Woodrell clenched his jaw. “Not till after. The army told me it was Jared Bell.”

“The army told you that it was Jared?”

“They didn’t have to. I could read between the lines.”

“Was Jared prosecuted?”

He tightened his grip on the hoop in the table, his knuckles whitening. “How could they when he was the only witness and they believed the story he told?”

“What story was that?”

Woodrell’s face twisted, his voice rising, his cheeks shuddering. “He said they were off the base and were kidnapped by the Taliban, that they made him watch while they raped Ali and then blew her brains out. And would have killed him too if they hadn’t been scared off by incoming fire from an Apache helicopter. By the time more troops got there, it was just Jared and my dead baby girl.”

“Was there an autopsy?”

He shook his head, puckering as if to spit, thinking better of it. “They put her in a box and sent her home. All we knew then was that she was killed in combat. I had to fight the army to get the rest of the story. By then it was too late to prove Jared raped her because we had her cremated.”

“What makes you think Jared lied about what happened?”

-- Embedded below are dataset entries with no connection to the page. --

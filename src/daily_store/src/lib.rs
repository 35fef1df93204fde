//! SQLite persistence for the daily snapshot of screened instruments.

pub mod db;
pub mod repo;
pub mod schema;
pub mod sink;
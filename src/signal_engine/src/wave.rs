//! Wave classifier: places an instrument in a market phase from Fibonacci,
//! Bollinger, RSI and MACD readings and scores how many bullish factors agree.

use market_data::models::instrument::Instrument;
use market_data::models::series::Series;
use tracing::debug;

use crate::candidate::{
    Bucket, Candidate, CandidateCategory, CandidateDetail, StrategyOutcome, WaveFactor, WavePhase,
    WaveZones,
};
use crate::config::{BarPeriod, WaveConfig};
use crate::errors::{IndicatorError, IndicatorValue};
use crate::indicators::MacdCross;
use crate::snapshot::{IndicatorSnapshot, SnapshotParams};

/// Full classification of one instrument, candidate or not.
#[derive(Debug, Clone, PartialEq)]
pub struct WaveAssessment {
    pub phase: WavePhase,
    pub zones: WaveZones,
    pub factors: Vec<WaveFactor>,
    /// Factors that had a reading, matched or not; their weights form the denominator.
    pub evaluable: Vec<WaveFactor>,
    pub conflicts: usize,
    /// Normalised score in `[0, 1]`.
    pub score: f64,
}

pub struct WaveClassifier {
    config: WaveConfig,
    params: SnapshotParams,
}

impl WaveClassifier {
    pub fn new(config: WaveConfig) -> Self {
        let params = SnapshotParams::from(&config);
        Self { config, params }
    }

    pub fn config(&self) -> &WaveConfig {
        &self.config
    }

    /// Resamples according to `bar_period`.
    pub fn prepare(&self, series: &Series) -> Series {
        match self.config.bar_period {
            BarPeriod::Weekly => series.to_weekly(),
            BarPeriod::Daily => series.clone(),
        }
    }

    /// Classifies a daily series.
    pub fn assess(&self, instrument: &Instrument, series: &Series) -> IndicatorValue<WaveAssessment> {
        let prepared = self.prepare(series);
        if prepared.len() < self.config.min_bars {
            return Err(IndicatorError::InsufficientHistory {
                indicator: "wave",
                required: self.config.min_bars,
                available: prepared.len(),
            });
        }
        let snap = IndicatorSnapshot::compute(&prepared, &self.params).ok_or(
            IndicatorError::InsufficientHistory {
                indicator: "wave",
                required: self.config.min_bars,
                available: 0,
            },
        )?;
        Ok(self.assess_snapshot(instrument, &snap))
    }

    pub fn assess_snapshot(&self, instrument: &Instrument, snap: &IndicatorSnapshot) -> WaveAssessment {
        let cfg = &self.config;
        let zones = self.zones(snap);
        let phase = self.phase(snap, &zones);

        let mut factors = Vec::new();
        let mut evaluable = Vec::new();
        let mut possible = 0.0;
        let w = &cfg.weights;
        let mut check = |factor: WaveFactor, weight: f64, value: Option<bool>| {
            if let Some(hit) = value {
                evaluable.push(factor);
                possible += weight;
                if hit {
                    factors.push((factor, weight));
                }
            }
        };

        let in_pullback = zones
            .fib_zone
            .map(|z| z.within(cfg.pullback_zone.0, cfg.pullback_zone.1));
        check(
            WaveFactor::FibPullback,
            w.fib_zone,
            in_pullback.map(|p| p && snap.rebounded()),
        );
        check(
            WaveFactor::BollingerOversold,
            w.bollinger_oversold,
            zones.bollinger.map(|b| b == Bucket::Oversold),
        );
        check(
            WaveFactor::RsiOversoldRebound,
            w.rsi_oversold_rebound,
            match (zones.rsi, snap.rsi_rising.as_ref()) {
                (Some(bucket), Ok(rising)) => Some(bucket == Bucket::Oversold && *rising),
                _ => None,
            },
        );
        check(
            WaveFactor::MacdBullishCross,
            w.macd_bullish_cross,
            zones.macd.map(|m| m == MacdCross::BullishCross),
        );
        check(
            WaveFactor::MacdHistogramRising,
            w.macd_histogram_rising,
            snap.macd.as_ref().ok().map(|m| m.histogram_rising),
        );
        check(
            WaveFactor::ObvRising,
            w.obv_rising,
            snap.obv_rising.as_ref().ok().copied(),
        );
        check(
            WaveFactor::VolumeContraction,
            w.volume_contraction,
            snap.volume_contraction.as_ref().ok().copied(),
        );
        check(
            WaveFactor::Ma240Band,
            w.ma240_band,
            snap.sma_trend
                .as_ref()
                .ok()
                .filter(|ma| **ma > 0.0)
                .map(|ma| (snap.close / ma - 1.0).abs() <= cfg.ma240_band),
        );
        check(
            WaveFactor::MarketCap,
            w.market_cap,
            cfg.min_market_cap
                .zip(instrument.market_cap)
                .map(|(floor, cap)| cap >= floor),
        );

        let conflicts = [
            zones.rsi == Some(Bucket::Overbought) && zones.macd == Some(MacdCross::BullishCross),
            zones.bollinger == Some(Bucket::Overbought) && zones.rsi == Some(Bucket::Oversold),
            zones.macd == Some(MacdCross::BearishCross) && in_pullback == Some(true),
        ]
        .iter()
        .filter(|c| **c)
        .count();

        let earned: f64 = factors.iter().map(|(_, w)| w).sum();
        let raw = (earned - conflicts as f64 * w.conflict_penalty).max(0.0);
        let score = if possible > 0.0 {
            (raw / possible).clamp(0.0, 1.0)
        } else {
            0.0
        };

        WaveAssessment {
            phase,
            zones,
            factors: factors.into_iter().map(|(f, _)| f).collect(),
            evaluable,
            conflicts,
            score,
        }
    }

    /// Evaluates one instrument; `Ok(None)` when it is not a candidate.
    pub fn evaluate(
        &self,
        instrument: &Instrument,
        series: &Series,
    ) -> IndicatorValue<Option<Candidate>> {
        let assessment = self.assess(instrument, series)?;
        debug!(
            code = %instrument.code,
            phase = %assessment.phase,
            score = assessment.score,
            "wave assessment"
        );
        if assessment.phase.is_bearish() || assessment.score < self.config.min_score {
            return Ok(None);
        }

        // Dates, close and change rate come from the daily bars, not the resampled ones.
        let Some(last) = series.last() else {
            return Ok(None);
        };
        Ok(Some(Candidate {
            instrument: instrument.clone(),
            date: last.date,
            category: CandidateCategory::WavePhase,
            score: assessment.score,
            close: last.close,
            change_rate: series.last_change_rate(),
            detail: CandidateDetail::Wave {
                phase: assessment.phase,
                zones: assessment.zones,
                factors: assessment.factors,
                conflicts: assessment.conflicts,
            },
        }))
    }

    /// Classifies a universe; the candidate list is sorted by code.
    pub fn screen(&self, items: &[(Instrument, Series)]) -> StrategyOutcome {
        let mut outcome = StrategyOutcome::default();
        for (instrument, series) in items {
            match self.evaluate(instrument, series) {
                Ok(Some(c)) => outcome.candidates.push(c),
                Ok(None) => {}
                Err(e) => outcome.insufficient.push((instrument.clone(), e)),
            }
        }
        outcome
            .candidates
            .sort_by(|a, b| a.instrument.code.cmp(&b.instrument.code));
        outcome
    }

    fn zones(&self, snap: &IndicatorSnapshot) -> WaveZones {
        let cfg = &self.config;
        let fib = snap.fibonacci.as_ref().ok();
        WaveZones {
            fib_zone: fib.map(|f| f.zone),
            fib_depth: fib.map(|f| f.depth),
            bollinger: snap
                .bollinger
                .as_ref()
                .ok()
                .map(|b| bollinger_bucket(b.position, cfg.bollinger_threshold)),
            rsi: snap.rsi.as_ref().ok().map(|r| {
                if *r < cfg.rsi_oversold {
                    Bucket::Oversold
                } else if *r > cfg.rsi_overbought {
                    Bucket::Overbought
                } else {
                    Bucket::Neutral
                }
            }),
            macd: snap.macd.as_ref().ok().map(|m| m.cross),
        }
    }

    /// First matching row of the phase table.
    fn phase(&self, snap: &IndicatorSnapshot, zones: &WaveZones) -> WavePhase {
        let cfg = &self.config;
        let rsi_oversold = zones.rsi == Some(Bucket::Oversold);
        let rsi_overbought = zones.rsi == Some(Bucket::Overbought);
        let boll_oversold = zones.bollinger == Some(Bucket::Oversold);
        let boll_overbought = zones.bollinger == Some(Bucket::Overbought);
        let deep = zones.fib_depth.is_some_and(|d| d >= cfg.deep_retracement);
        let pullback = zones
            .fib_zone
            .is_some_and(|z| z.within(cfg.pullback_zone.0, cfg.pullback_zone.1));
        let bullish_cross = zones.macd == Some(MacdCross::BullishCross);
        let bearish_cross = zones.macd == Some(MacdCross::BearishCross);

        if rsi_oversold && boll_oversold && deep {
            WavePhase::ReversalUp
        } else if pullback && snap.rebounded() && !bearish_cross {
            WavePhase::PullbackBuy
        } else if bullish_cross && !rsi_overbought {
            WavePhase::MomentumUp
        } else if rsi_overbought && boll_overbought {
            WavePhase::Exhaustion
        } else if bearish_cross {
            WavePhase::MomentumDown
        } else {
            WavePhase::Indeterminate
        }
    }
}

/// Band position in `[-1, 1]` to a bucket; the threshold itself is neutral.
fn bollinger_bucket(position: f64, threshold: f64) -> Bucket {
    if position < -threshold {
        Bucket::Oversold
    } else if position > threshold {
        Bucket::Overbought
    } else {
        Bucket::Neutral
    }
}
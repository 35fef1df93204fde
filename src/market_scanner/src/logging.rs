use std::sync::Once;

use tracing_subscriber::EnvFilter;

use crate::config::{LogConfig, LogFormat};

static INIT: Once = Once::new();

const QUIET_CRATES: [&str; 4] = ["hyper=warn", "hyper_util=warn", "reqwest=warn", "diesel=warn"];

/// Builds the filter: `RUST_LOG` when set, otherwise `level`, with the HTTP
/// stack pinned to warn.
pub fn build_filter(level: &str) -> EnvFilter {
    let mut filter = EnvFilter::try_from_default_env()
        .or_else(|_| EnvFilter::try_new(level))
        .unwrap_or_else(|_| EnvFilter::new("info"));
    for directive in QUIET_CRATES {
        if let Ok(d) = directive.parse() {
            filter = filter.add_directive(d);
        }
    }
    filter
}

/// Installs the global subscriber once; later calls are no-ops.
pub fn init_logging(config: &LogConfig) {
    INIT.call_once(|| {
        let filter = build_filter(&config.level);
        let installed = match config.format {
            LogFormat::Json => tracing_subscriber::fmt()
                .json()
                .with_target(true)
                .with_env_filter(filter)
                .try_init(),
            LogFormat::Text => tracing_subscriber::fmt()
                .with_target(true)
                .with_env_filter(filter)
                .try_init(),
        };
        if installed.is_ok() {
            tracing::debug!(level = %config.level, format = ?config.format, "logging initialized");
        }
    });
}

#[cfg(test)]
mod tests {
    use super::*;

    #[test]
    fn invalid_level_falls_back() {
        let filter = build_filter("definitely not a directive [");
        assert!(filter.to_string().contains("hyper=warn"));
    }

    #[test]
    fn init_twice_is_harmless() {
        let cfg = LogConfig::default();
        init_logging(&cfg);
        init_logging(&cfg);
    }
}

“His story never made any sense to me. What were they doing off base when they were supposedly kidnapped? When the helicopter showed up, why didn’t the Taliban put a bullet in Jared? And what about Ali’s e-mails? And why did the army stonewall me every time I asked questions? I’ll tell you why! They’re covering up for one of their own. That’s why!”

Woodrell banged his cuffed fists on the table, hanging his head and crying. Alex reached across the table, covering his hands with hers. They stayed like that for a moment, until he gently shook her hands away, straightening and sniffling as tears rolled down his cheeks.

Alex looked at Kalena. “Do you have a tissue?”

Kalena was riveted on Woodrell, Alex’s question bringing her back. “Oh, yeah. Sorry,” she said, digging a tissue from her purse and handing it to Alex.